Organizations—institutions and companies-- “unexpectedly” arrive over Niagara Falls without a barrel when their self-labeling or aspirations don’t match what outsiders believe the product is (both as a product and as an image), and how outsiders respond to the company’s acknowledging that perception or rejecting it (in which case they decisively close up their wallets).
When self-identity diverges from external reality, marketing and communication strategy “experts” seek the convenient path in creating alignment. They try to control the dials for cosmetic messaging, completely ignoring the substance of what they are selling and delivering. Who needs customers anyhow?
What are you selling? Does that match what customers say they are buying or want to buy from you? Why would customers line up in front of your cash registers?
No one inside the notable brand failures has ever possessed the humility to ask such questions, much less pay attention to the answers.
Do you remember Michael Moore (yes, I know he’s an insufferable boob) challenging Ford CEO Alex Trotman to change the oil in a Ford Explorer? Well, Trotman did it, explaining the whats and whys of oil pan drain plugs, different oil grades, and filters, for which he received rave reviews from Ford owners and mechanics. “Quality is Job One” was Ford’s slogan, aligning the company’s brand with its customers. And so, the F-series Ford trucks have been the top-selling brand for 50 years.
Instead, brushing aside a similar invitation, IBM chief Louis Gerstner refused—or more likely didn’t know how—to format a floppy disk. Of course, Roger Smith, CEO of General Motors, couldn’t be bothered to even acknowledge Moore’s not-so-subtle assertion that most major brand titans give the proverbial middle finger to their customers.
Sometimes, brand failures are not deliberate re-makes, but victims of internal corruption, and willful isolation from customers, constituents, or faithful believers.
The most spectacular and tragic “brand” failure has been the Roman Catholic Church. In pre-Vatican II days, most notable for the 1570 Council of Trent Tridentine Latin Mass, the Church was the font of the magisterium, the mysteries of the Incarnation, Death, and Resurrection of Jesus Christ, the transubstantiation of the Eucharist. And of course, doctrinal rituals—fish on Fridays, abstinence, priesthood celibacy, and large families, plus intellectual rigor—all interwoven with authority and obedience.
But as widespread sexual abuse of minors by Roman Catholic priests was uncovered writ large in the 1990s, not only the priesthood, but more so, the basic tenets of the faith and doctrinal nihil obstat were deeply tarnished, immersed in skepticism, hypocrisy, cover-up, denial, and moral turpitude, inhibiting the glorious institution’s teaching of Grace and Truth.

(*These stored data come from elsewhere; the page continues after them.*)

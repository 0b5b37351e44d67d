//! Caller-facing query input.
//!
//! A [`QuerySpec`] is the typed form of an HTTP query string: filter
//! parameters keyed by field name plus the reserved control keys `page`,
//! `limit`, `sort`, `fields` and `search`, which are pulled out at
//! construction and never reach filter translation.

use crate::translator::{is_identifier_field, parse_bool, parse_date, parse_number};
use chrono::SecondsFormat;
use quarry_core::{
    DocumentId, FieldValue, FilterExpr, FilterOperator, Projection, ProjectionSpec, QuarryResult,
    QueryError, SortSpec,
};
use std::collections::BTreeMap;

/// Reserved control keys.
pub const RESERVED_KEYS: [&str; 5] = ["page", "limit", "sort", "fields", "search"];

pub fn is_reserved(key: &str) -> bool {
    RESERVED_KEYS.contains(&key)
}

/// Raw, not yet coerced parameter value.
#[derive(Debug, Clone, PartialEq)]
pub enum RawValue {
    /// Text as received in a query string
    Text(String),
    /// Already-typed scalar (JSON number, boolean or null)
    Literal(FieldValue),
    /// Repeated parameter or JSON array
    List(Vec<RawValue>),
    /// Nested operator mapping (`price[gte]=10`, `{"price": {"gte": 10}}`)
    Map(Vec<(String, RawValue)>),
}

impl RawValue {
    pub fn text(s: impl Into<String>) -> Self {
        RawValue::Text(s.into())
    }

    fn from_json(value: serde_json::Value) -> Self {
        match value {
            serde_json::Value::String(s) => RawValue::Text(s),
            serde_json::Value::Array(items) => {
                RawValue::List(items.into_iter().map(RawValue::from_json).collect())
            }
            serde_json::Value::Object(map) => RawValue::Map(
                map.into_iter()
                    .map(|(k, v)| (k, RawValue::from_json(v)))
                    .collect(),
            ),
            scalar => RawValue::Literal(FieldValue::from_json(scalar)),
        }
    }

    /// Flatten to a single string for control keys: lists are comma-joined.
    fn into_control_string(self) -> Option<String> {
        match self {
            RawValue::Text(s) => Some(s),
            RawValue::Literal(FieldValue::Null) => None,
            RawValue::Literal(FieldValue::String(s)) => Some(s),
            RawValue::Literal(v) => Some(v.to_json().to_string()),
            RawValue::List(items) => {
                let parts: Vec<String> = items
                    .into_iter()
                    .filter_map(RawValue::into_control_string)
                    .collect();
                Some(parts.join(","))
            }
            RawValue::Map(_) => None,
        }
    }

    /// Push `value` onto this value, turning it into a list.
    fn append(self, value: RawValue) -> RawValue {
        match self {
            RawValue::List(mut items) => {
                items.push(value);
                RawValue::List(items)
            }
            single => RawValue::List(vec![single, value]),
        }
    }
}

/// Parsed query input.
#[derive(Debug, Clone, Default, PartialEq)]
pub struct QuerySpec {
    params: BTreeMap<String, RawValue>,
    page: Option<String>,
    limit: Option<String>,
    sort: Option<String>,
    fields: Option<String>,
    search: Option<String>,
}

impl QuerySpec {
    pub fn new() -> Self {
        Self::default()
    }

    /// Parse a JSON object. Anything but an object is rejected here, at the
    /// boundary, rather than during execution.
    pub fn from_json(value: serde_json::Value) -> QuarryResult<Self> {
        let serde_json::Value::Object(map) = value else {
            return Err(QueryError::InvalidQuerySpec {
                reason: "query must be a JSON object".to_string(),
            }
            .into());
        };
        let mut spec = Self::new();
        for (key, value) in map {
            spec = spec.param(key, RawValue::from_json(value));
        }
        Ok(spec)
    }

    /// Parse decoded query-string pairs. `field[op]=v` builds operator maps
    /// and repeated keys build lists.
    pub fn from_pairs<K, V>(pairs: impl IntoIterator<Item = (K, V)>) -> Self
    where
        K: AsRef<str>,
        V: AsRef<str>,
    {
        let mut spec = Self::new();
        for (key, value) in pairs {
            let key = key.as_ref();
            let value = RawValue::text(value.as_ref());
            match split_bracket_key(key) {
                Some((field, op)) if !is_reserved(field) => {
                    let entry = spec
                        .params
                        .entry(field.to_string())
                        .or_insert_with(|| RawValue::Map(Vec::new()));
                    if !matches!(entry, RawValue::Map(_)) {
                        tracing::debug!(field, "Operator key replaces plain value");
                        *entry = RawValue::Map(Vec::new());
                    }
                    if let RawValue::Map(entries) = entry {
                        entries.push((op.to_string(), value));
                    }
                }
                _ => {
                    let merged = match spec.params.remove(key) {
                        Some(existing) if !is_reserved(key) => existing.append(value),
                        _ => value,
                    };
                    spec = spec.param(key, merged);
                }
            }
        }
        spec
    }

    /// Set one parameter. Reserved keys are routed to their control slot.
    pub fn param(mut self, key: impl Into<String>, value: RawValue) -> Self {
        let key = key.into();
        match key.as_str() {
            "page" => self.page = value.into_control_string(),
            "limit" => self.limit = value.into_control_string(),
            "sort" => self.sort = value.into_control_string(),
            "fields" => self.fields = value.into_control_string(),
            "search" => self.search = value.into_control_string(),
            _ => {
                self.params.insert(key, value);
            }
        }
        self
    }

    /// Shorthand for a text parameter.
    pub fn with(self, key: impl Into<String>, value: impl Into<String>) -> Self {
        self.param(key, RawValue::Text(value.into()))
    }

    /// Filter parameters, reserved keys excluded.
    pub fn params(&self) -> impl Iterator<Item = (&str, &RawValue)> {
        self.params.iter().map(|(k, v)| (k.as_str(), v))
    }

    pub fn is_empty(&self) -> bool {
        self.params.is_empty()
    }

    pub fn page(&self) -> Option<&str> {
        self.page.as_deref()
    }

    pub fn limit(&self) -> Option<&str> {
        self.limit.as_deref()
    }

    pub fn search(&self) -> Option<&str> {
        self.search.as_deref()
    }

    pub fn sort_raw(&self) -> Option<&str> {
        self.sort.as_deref()
    }

    pub fn fields_raw(&self) -> Option<&str> {
        self.fields.as_deref()
    }

    /// Requested sort, if any non-empty one was given.
    pub fn sort_spec(&self) -> Option<SortSpec> {
        self.sort
            .as_deref()
            .map(SortSpec::parse)
            .filter(|s| !s.is_empty())
    }

    /// Requested field selection: `name,price` includes, `-password`
    /// excludes. Mixed lists keep the inclusions and drop the exclusions,
    /// except for `_id`, which may always be excluded.
    pub fn field_selection(&self) -> Option<ProjectionSpec> {
        let raw = self.fields.as_deref()?;
        let entries: Vec<(String, Projection)> = raw
            .split(',')
            .map(str::trim)
            .filter(|p| !p.is_empty())
            .filter_map(|part| match part.strip_prefix('-') {
                Some(field) if !field.is_empty() => Some((field.to_string(), Projection::Exclude)),
                Some(_) => None,
                None => Some((part.trim_start_matches('+').to_string(), Projection::Include)),
            })
            .collect();
        let inclusion = entries
            .iter()
            .any(|(_, p)| matches!(p, Projection::Include));
        let entries: Vec<_> = if inclusion {
            entries
                .into_iter()
                .filter(|(f, p)| matches!(p, Projection::Include) || f == "_id")
                .collect()
        } else {
            entries
        };
        (!entries.is_empty()).then_some(entries)
    }

    /// Render a pure conjunction of conditions back into query parameters,
    /// so that translating the result (with identifier coercion on) yields
    /// the same conditions. Returns `None` for trees that have no parameter
    /// form: disjunctions, text search, `exists`, and values whose text form
    /// would be coerced into something else.
    pub fn from_filter(filter: &FilterExpr) -> Option<Self> {
        let mut spec = Self::new();
        for cond in filter.conjunctive_conditions()? {
            let field = cond.field.as_str();
            if is_reserved(field) {
                return None;
            }
            match cond.operator {
                FilterOperator::Eq => {
                    if spec.params.contains_key(field) {
                        return None;
                    }
                    let value = match &cond.value {
                        FieldValue::String(s) if s.contains(',') => return None,
                        FieldValue::Array(_) | FieldValue::Document(_) => return None,
                        other => render_value(field, other, false)?,
                    };
                    spec.params.insert(field.to_string(), value);
                }
                FilterOperator::Exists => return None,
                op => {
                    let mut entries = match spec.params.remove(field) {
                        None => Vec::new(),
                        Some(RawValue::Map(entries)) => entries,
                        Some(_) => return None,
                    };
                    let value = match (op, &cond.value) {
                        (FilterOperator::Regex { .. }, FieldValue::String(pattern)) => {
                            if entries.iter().any(|(k, _)| k == "regex") {
                                return None;
                            }
                            RawValue::Text(pattern.clone())
                        }
                        (FilterOperator::Regex { .. }, _) => return None,
                        (FilterOperator::In | FilterOperator::Nin, FieldValue::Array(_)) => {
                            render_value(field, &cond.value, false)?
                        }
                        (FilterOperator::In | FilterOperator::Nin, _) => return None,
                        (op, value) => render_value(field, value, op.is_range())?,
                    };
                    entries.push((op.keyword().to_string(), value));
                    if let FilterOperator::Regex {
                        case_insensitive: false,
                    } = op
                    {
                        entries.push(("options".to_string(), RawValue::text("")));
                    }
                    spec.params.insert(field.to_string(), RawValue::Map(entries));
                }
            }
        }
        Some(spec)
    }
}

/// Parameter form of an already-coerced value, or `None` when translation
/// would coerce the text differently.
fn render_value(field: &str, value: &FieldValue, range: bool) -> Option<RawValue> {
    match value {
        FieldValue::String(s) => {
            let ambiguous = parse_bool(s).is_some()
                || (is_identifier_field(field) && DocumentId::is_valid(s))
                || (range && (parse_number(s).is_some() || parse_date(s).is_some()));
            (!ambiguous).then(|| RawValue::Text(s.clone()))
        }
        FieldValue::Id(id) => is_identifier_field(field).then(|| RawValue::Text(id.to_hex())),
        FieldValue::Date(d) if range => Some(RawValue::Text(
            d.to_rfc3339_opts(SecondsFormat::AutoSi, true),
        )),
        FieldValue::Array(items) => items
            .iter()
            .map(|item| render_value(field, item, false))
            .collect::<Option<Vec<_>>>()
            .map(RawValue::List),
        FieldValue::Document(_) => None,
        other => Some(RawValue::Literal(other.clone())),
    }
}

/// `price[gte]` -> `("price", "gte")`.
fn split_bracket_key(key: &str) -> Option<(&str, &str)> {
    let (field, rest) = key.split_once('[')?;
    let op = rest.strip_suffix(']')?;
    (!field.is_empty() && !op.is_empty()).then_some((field, op))
}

Not to be overlooked, Disney’s profane missteps, or more accurately self-immolation, are best described by Breitbart’s entertainment media critic John Nolte:
Due to its dual obsession with sexual perversion and identity politics, Disney has not only destroyed its own brand but four of the greatest, most surefire, and beloved brands in movie history: Star Wars, Marvel, Indiana Jones, and Pixar.
Those golden geese are dead, bludgeoned by immature, sexually obsessed, hyper-partisan losers who no longer care about telling stories.
Revealed truth and beauty over 2000 years can be ambushed by only a few decades of arrogance and corruption, betraying a sacred institution.
The chronicles of secular iconic brands, whose market values can be quickly extinguished by their stewards repudiating their own customers, are well trodden, dog-eared, and bookmarked with hubris, toxic ideology, and stupidity.